» TASK DIRECTIONS
As the answer, give a copy of each line below that includes the word "encoder".

(Stored data entries)
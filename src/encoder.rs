//! Buffer to matrix frame encoding
//!
//! Each IS31FL3730 matrix takes an 8-byte frame, but the board wires
//! neighbouring matrices differently:
//!
//! | Matrix  | Orientation                 | Pixel (lx, y)         | Decimal point  |
//! |---------|-----------------------------|-----------------------|----------------|
//! | even    | [`Orientation::ColumnBytes`] | `frame[lx] \|= 1 << y` | byte 7, bit 6 |
//! | odd     | [`Orientation::RowBytes`]    | `frame[y] \|= 1 << lx` | byte 6, bit 7 |
//!
//! [`encode`] walks every display pixel, maps it through
//! [`translate`](crate::transform::translate) and packs the result into
//! [`ChipFrames`]. The buffer is only read.
//!
//! ## Example
//!
//! ```
//! use microdotphat::{encoder::encode, Config, PixelBuffer};
//!
//! let config = Config::default();
//! let mut buffer = PixelBuffer::new(45, 7);
//! buffer.set_pixel(2, 3, true)?;
//! buffer.set_pixel(9, 1, true)?;
//!
//! let frames = encode(&buffer, &config);
//! assert_eq!(frames.frame(0).map(|f| f[2]), Some(0b0000_1000));
//! assert_eq!(frames.frame(1).map(|f| f[1]), Some(0b0000_0010));
//! # Ok::<(), microdotphat::BufferError>(())
//! ```

use alloc::string::String;

use crate::buffer::PixelBuffer;
use crate::command::MATRIX_COUNT;
use crate::config::{Config, Layout, MATRIX_COLUMNS};
use crate::transform::translate;

/// Bytes per matrix frame
pub const FRAME_LEN: usize = 8;

/// Data block for one matrix
pub type Frame = [u8; FRAME_LEN];

/// Bit packing used by a matrix
#[derive(Clone, Copy, Debug, PartialEq, Eq)]
pub enum Orientation {
    /// One byte per column, bit `y` is row `y`
    ColumnBytes,
    /// One byte per row, bit `lx` is column `lx`
    RowBytes,
}

/// Packing of each matrix, left to right
///
/// Alternates with the physical wiring: even matrices are column-packed,
/// odd matrices row-packed.
pub const ORIENTATION: [Orientation; MATRIX_COUNT] = [
    Orientation::ColumnBytes,
    Orientation::RowBytes,
    Orientation::ColumnBytes,
    Orientation::RowBytes,
    Orientation::ColumnBytes,
    Orientation::RowBytes,
];

impl Orientation {
    /// Byte index and bit mask holding local pixel (lx, y)
    ///
    /// Returns `None` when (lx, y) falls outside the 8x8 frame.
    pub fn locate(self, lx: usize, y: usize) -> Option<(usize, u8)> {
        let (index, shift) = match self {
            Self::ColumnBytes => (lx, y),
            Self::RowBytes => (y, lx),
        };
        if index >= FRAME_LEN {
            return None;
        }
        let bit = u32::try_from(shift).ok().and_then(|s| 1u8.checked_shl(s))?;
        Some((index, bit))
    }

    /// Byte index and bit mask holding the decimal point
    pub fn decimal_point(self) -> (usize, u8) {
        match self {
            Self::ColumnBytes => (7, 0b0100_0000),
            Self::RowBytes => (6, 0b1000_0000),
        }
    }
}

/// Encoded frames for all six matrices
#[derive(Clone, Copy, Debug, Default, PartialEq, Eq)]
pub struct ChipFrames {
    frames: [Frame; MATRIX_COUNT],
}

impl ChipFrames {
    /// All frames, left to right
    pub fn frames(&self) -> &[Frame; MATRIX_COUNT] {
        &self.frames
    }

    /// Frame of one matrix
    pub fn frame(&self, matrix: usize) -> Option<&Frame> {
        self.frames.get(matrix)
    }

    /// Whether local pixel (lx, y) of `matrix` is lit
    pub fn is_lit(&self, matrix: usize, lx: usize, y: usize) -> bool {
        let (Some(frame), Some(orientation)) = (self.frames.get(matrix), ORIENTATION.get(matrix))
        else {
            return false;
        };
        let Some((index, bit)) = orientation.locate(lx, y) else {
            return false;
        };
        frame[index] & bit != 0
    }

    /// Whether the decimal point of `matrix` is lit
    pub fn decimal(&self, matrix: usize) -> bool {
        let (Some(frame), Some(orientation)) = (self.frames.get(matrix), ORIENTATION.get(matrix))
        else {
            return false;
        };
        let (index, bit) = orientation.decimal_point();
        frame[index] & bit != 0
    }

    /// Light display pixel (x, y), ignoring coordinates off the display
    pub fn set_pixel(&mut self, layout: &Layout, x: usize, y: usize) {
        if x >= layout.width || y >= layout.height {
            return;
        }
        let (Some(matrix), Some(lx)) = (
            x.checked_div(layout.chip_width),
            x.checked_rem(layout.chip_width),
        ) else {
            return;
        };
        let (Some(frame), Some(orientation)) =
            (self.frames.get_mut(matrix), ORIENTATION.get(matrix))
        else {
            return;
        };
        let Some((index, bit)) = orientation.locate(lx, y) else {
            return;
        };
        frame[index] |= bit;
    }

    /// Light the decimal point of `matrix`, ignoring indices out of range
    pub fn set_decimal(&mut self, matrix: usize) {
        let (Some(frame), Some(orientation)) =
            (self.frames.get_mut(matrix), ORIENTATION.get(matrix))
        else {
            return;
        };
        let (index, bit) = orientation.decimal_point();
        frame[index] |= bit;
    }

    /// Render the expected LED state as text
    ///
    /// One line per display row plus a line for the decimal points. `#` is
    /// a lit LED, `.` an unlit one, and a space marks a position with no
    /// LED behind it.
    pub fn preview(&self, layout: &Layout) -> String {
        let stride = layout.chip_width.max(1);
        let mut out = String::with_capacity((layout.width + 1) * (layout.height + 1));
        for y in 0..=layout.height {
            if y > 0 {
                out.push('\n');
            }
            for x in 0..layout.width {
                let matrix = x / stride;
                let lx = x % stride;
                let c = if y == layout.height {
                    match (lx, self.decimal(matrix)) {
                        (0, true) => '#',
                        (0, false) => '.',
                        _ => ' ',
                    }
                } else if lx >= MATRIX_COLUMNS {
                    ' '
                } else if self.is_lit(matrix, lx, y) {
                    '#'
                } else {
                    '.'
                };
                out.push(c);
            }
        }
        out
    }
}

/// Encode the visible part of `buffer` into matrix frames
pub fn encode(buffer: &PixelBuffer, config: &Config) -> ChipFrames {
    let layout = &config.layout;
    let mut frames = ChipFrames::default();

    for matrix in 0..MATRIX_COUNT {
        for lx in 0..layout.chip_width {
            let x = matrix * layout.chip_width + lx;
            if x >= layout.width {
                break;
            }
            for y in 0..layout.height {
                let (bx, by) = translate(x, y, config.mirror, layout, buffer);
                if buffer.pixel(bx, by) {
                    frames.set_pixel(layout, x, y);
                }
            }
        }
    }

    for matrix in 0..MATRIX_COUNT {
        if buffer.decimal(matrix) {
            frames.set_decimal(matrix);
        }
    }

    frames
}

» SOLUTION BELOW
filename src/encoder.rs
//! use microdotphat::{encoder::encode, Config, PixelBuffer};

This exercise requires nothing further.